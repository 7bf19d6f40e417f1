use std::{borrow::Cow, fmt};

use bop_common::{Config, MissingPatternPolicy};
use bop_error::{PatchError, PatchResult};
use log::{debug, info, warn};

use crate::{
    class_node::{ClassNode, MethodNode},
    class_reader::read_class,
    class_writer::write_class,
    insn::{Insn, JumpOp},
    mappings::{Mappings, TARGET_CLASS},
};

/// A hook the class loader calls for every class before defining it
pub trait ClassTransformer {
    /// Returns the class bytes to define
    ///
    /// `name` is the name the class is requested under, `transformed_name`
    /// its readable binary name. Classes a transformer does not care about
    /// are returned borrowed.
    fn transform<'a>(
        &self,
        name: &str,
        transformed_name: &str,
        bytes: &'a [u8],
    ) -> PatchResult<Cow<'a, [u8]>>;
}

/// What happened to the target class
#[derive(Debug, Clone, Copy, PartialEq, Eq)]
pub enum PatchOutcome {
    /// The amplified check was replaced by a call to the hook
    Patched,
    /// The class does not declare the target method
    NoEligibleMethod,
    /// The target method does not read the amplified field, which is only
    /// returned with [`MissingPatternPolicy::PassThrough`]
    PatternMissing,
}

impl fmt::Display for PatchOutcome {
    fn fmt(&self, f: &mut fmt::Formatter<'_>) -> fmt::Result {
        let text = match self {
            PatchOutcome::Patched => "patched",
            PatchOutcome::NoEligibleMethod => "no eligible method",
            PatchOutcome::PatternMissing => "pattern missing",
        };
        f.write_str(text)
    }
}

/// Makes `ChunkProviderGenerate` generate amplified terrain for the mod's
/// amplified world type
///
/// The target method compares the world type against the built-in amplified
/// type:
///
/// ```text
/// GETSTATIC WorldType.AMPLIFIED
/// IF_ACMPNE L
/// ```
///
/// which is replaced by
///
/// ```text
/// INVOKESTATIC ChunkProviderGenerateClassTransformer.isAmplifiedHook
/// IFEQ L
/// ```
#[derive(Debug, Clone)]
pub struct ChunkProviderGenerateTransformer {
    mappings: Mappings,
    missing_pattern: MissingPatternPolicy,
}

impl ChunkProviderGenerateTransformer {
    pub fn new(config: &Config) -> Self {
        ChunkProviderGenerateTransformer {
            mappings: Mappings::for_mode(config.symbol_mode),
            missing_pattern: config.missing_pattern,
        }
    }

    pub fn mappings(&self) -> &Mappings {
        &self.mappings
    }

    /// Decodes `bytes`, patches the class and encodes it again with recomputed frames
    pub fn patch(&self, bytes: &[u8]) -> PatchResult<(Vec<u8>, PatchOutcome)> {
        let mut class = read_class(bytes)?;
        let outcome = self.patch_class(&mut class)?;
        let bytes = write_class(&class, true)?;
        Ok((bytes, outcome))
    }

    /// Patches the target method of `class`
    pub fn patch_class(&self, class: &mut ClassNode) -> PatchResult<PatchOutcome> {
        let class_name = class.binary_name();
        let Some(method) =
            class.method_mut(self.mappings.target_method, self.mappings.target_desc)
        else {
            info!("{class_name} has no eligible method");
            return Ok(PatchOutcome::NoEligibleMethod);
        };

        if self.patch_method(method)? {
            debug!(
                "Replaced the amplified check in {class_name}.{}",
                method.name
            );
            return Ok(PatchOutcome::Patched);
        }

        match self.missing_pattern {
            MissingPatternPolicy::Abort => Err(PatchError::TargetNotFound {
                class: class_name,
                method: method.name.to_string(),
                pattern: format!("GETSTATIC {}", self.mappings.amplified_field),
            }),
            MissingPatternPolicy::PassThrough => {
                warn!(
                    "{class_name}.{} does not read {}, leaving it unmodified",
                    method.name, self.mappings.amplified_field
                );
                Ok(PatchOutcome::PatternMissing)
            }
        }
    }

    /// Rewrites the first read of the amplified field, returns whether there was one
    fn patch_method(&self, method: &mut MethodNode) -> PatchResult<bool> {
        let instructions = &mut method.instructions;
        let Some(index) = instructions.find(0, |insn| {
            insn.is_static_read_of(&self.mappings.amplified_field)
        }) else {
            return Ok(false);
        };

        let next = instructions.get(index + 1);
        let Some(target) = next.and_then(Insn::jump_target) else {
            return Err(PatchError::UnexpectedInstruction {
                method: method.name.to_string(),
                index: index + 1,
                expected: "a jump",
                got: next.map_or_else(|| "end of method".to_string(), ToString::to_string),
            });
        };

        instructions.insert_before(
            index,
            [
                Insn::invoke_static(Mappings::hook()),
                Insn::Jump {
                    op: JumpOp::IfEq,
                    target,
                },
            ],
        )?;
        instructions.remove_range(index + 2..index + 4)?;
        Ok(true)
    }
}

impl ClassTransformer for ChunkProviderGenerateTransformer {
    fn transform<'a>(
        &self,
        _name: &str,
        transformed_name: &str,
        bytes: &'a [u8],
    ) -> PatchResult<Cow<'a, [u8]>> {
        if transformed_name != TARGET_CLASS {
            return Ok(Cow::Borrowed(bytes));
        }

        info!("Transforming {transformed_name}");
        let (bytes, _) = self.patch(bytes)?;
        Ok(Cow::Owned(bytes))
    }
}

******

WHAT TO DO
Exactly reproduce the entries in their entirety.

RESPONSE TO THIS TASK
repository 7bf19d6f40e417f1
use std::{borrow::Cow, fmt};

use bop_common::{Config, MissingPatternPolicy};
use bop_error::{PatchError, PatchResult};
use log::{debug, info, warn};

use crate::{
    class_node::{ClassNode, MethodNode},
    class_reader::read_class,
    class_writer::write_class,
    insn::{Insn, JumpOp},
    mappings::{Mappings, TARGET_CLASS},
};

/// A hook the class loader calls for every class before defining it
pub trait ClassTransformer {
    /// Returns the class bytes to define
    ///
    /// `name` is the name the class is requested under, `transformed_name`
    /// its readable binary name. Classes a transformer does not care about
    /// are returned borrowed.
    fn transform<'a>(
        &self,
        name: &str,
        transformed_name: &str,
        bytes: &'a [u8],
    ) -> PatchResult<Cow<'a, [u8]>>;
}

/// What happened to the target class
#[derive(Debug, Clone, Copy, PartialEq, Eq)]
pub enum PatchOutcome {
    /// The amplified check was replaced by a call to the hook
    Patched,
    /// The class does not declare the target method
    NoEligibleMethod,
    /// The target method does not read the amplified field, which is only
    /// returned with [`MissingPatternPolicy::PassThrough`]
    PatternMissing,
}

impl fmt::Display for PatchOutcome {
    fn fmt(&self, f: &mut fmt::Formatter<'_>) -> fmt::Result {
        let text = match self {
            PatchOutcome::Patched => "patched",
            PatchOutcome::NoEligibleMethod => "no eligible method",
            PatchOutcome::PatternMissing => "pattern missing",
        };
        f.write_str(text)
    }
}

/// Makes `ChunkProviderGenerate` generate amplified terrain for the mod's
/// amplified world type
///
/// The target method compares the world type against the built-in amplified
/// type:
///
/// ```text
/// GETSTATIC WorldType.AMPLIFIED
/// IF_ACMPNE L
/// ```
///
/// which is replaced by
///
/// ```text
/// INVOKESTATIC ChunkProviderGenerateClassTransformer.isAmplifiedHook
/// IFEQ L
/// ```
#[derive(Debug, Clone)]
pub struct ChunkProviderGenerateTransformer {
    mappings: Mappings,
    missing_pattern: MissingPatternPolicy,
}

impl ChunkProviderGenerateTransformer {
    pub fn new(config: &Config) -> Self {
        ChunkProviderGenerateTransformer {
            mappings: Mappings::for_mode(config.symbol_mode),
            missing_pattern: config.missing_pattern,
        }
    }

    pub fn mappings(&self) -> &Mappings {
        &self.mappings
    }

    /// Decodes `bytes`, patches the class and encodes it again with recomputed frames
    pub fn patch(&self, bytes: &[u8]) -> PatchResult<(Vec<u8>, PatchOutcome)> {
        let mut class = read_class(bytes)?;
        let outcome = self.patch_class(&mut class)?;
        let bytes = write_class(&class, true)?;
        Ok((bytes, outcome))
    }

    /// Patches the target method of `class`
    pub fn patch_class(&self, class: &mut ClassNode) -> PatchResult<PatchOutcome> {
        let class_name = class.binary_name();
        let Some(method) =
            class.method_mut(self.mappings.target_method, self.mappings.target_desc)
        else {
            info!("{class_name} has no eligible method");
            return Ok(PatchOutcome::NoEligibleMethod);
        };

        if self.patch_method(method)? {
            debug!(
                "Replaced the amplified check in {class_name}.{}",
                method.name
            );
            return Ok(PatchOutcome::Patched);
        }

        match self.missing_pattern {
            MissingPatternPolicy::Abort => Err(PatchError::TargetNotFound {
                class: class_name,
                method: method.name.to_string(),
                pattern: format!("GETSTATIC {}", self.mappings.amplified_field),
            }),
            MissingPatternPolicy::PassThrough => {
                warn!(
                    "{class_name}.{} does not read {}, leaving it unmodified",
                    method.name, self.mappings.amplified_field
                );
                Ok(PatchOutcome::PatternMissing)
            }
        }
    }

    /// Rewrites the first read of the amplified field, returns whether there was one
    fn patch_method(&self, method: &mut MethodNode) -> PatchResult<bool> {
        let instructions = &mut method.instructions;
        let Some(index) = instructions.find(0, |insn| {
            insn.is_static_read_of(&self.mappings.amplified_field)
        }) else {
            return Ok(false);
        };

        let next = instructions.get(index + 1);
        let Some(target) = next.and_then(Insn::jump_target) else {
            return Err(PatchError::UnexpectedInstruction {
                method: method.name.to_string(),
                index: index + 1,
                expected: "a jump",
                got: next.map_or_else(|| "end of method".to_string(), ToString::to_string),
            });
        };

        instructions.insert_before(
            index,
            [
                Insn::invoke_static(Mappings::hook()),
                Insn::Jump {
                    op: JumpOp::IfEq,
                    target,
                },
            ],
        )?;
        instructions.remove_range(index + 2..index + 4)?;
        Ok(true)
    }
}

impl ClassTransformer for ChunkProviderGenerateTransformer {
    fn transform<'a>(
        &self,
        _name: &str,
        transformed_name: &str,
        bytes: &'a [u8],
    ) -> PatchResult<Cow<'a, [u8]>> {
        if transformed_name != TARGET_CLASS {
            return Ok(Cow::Borrowed(bytes));
        }

        info!("Transforming {transformed_name}");
        let (bytes, _) = self.patch(bytes)?;
        Ok(Cow::Owned(bytes))
    }
}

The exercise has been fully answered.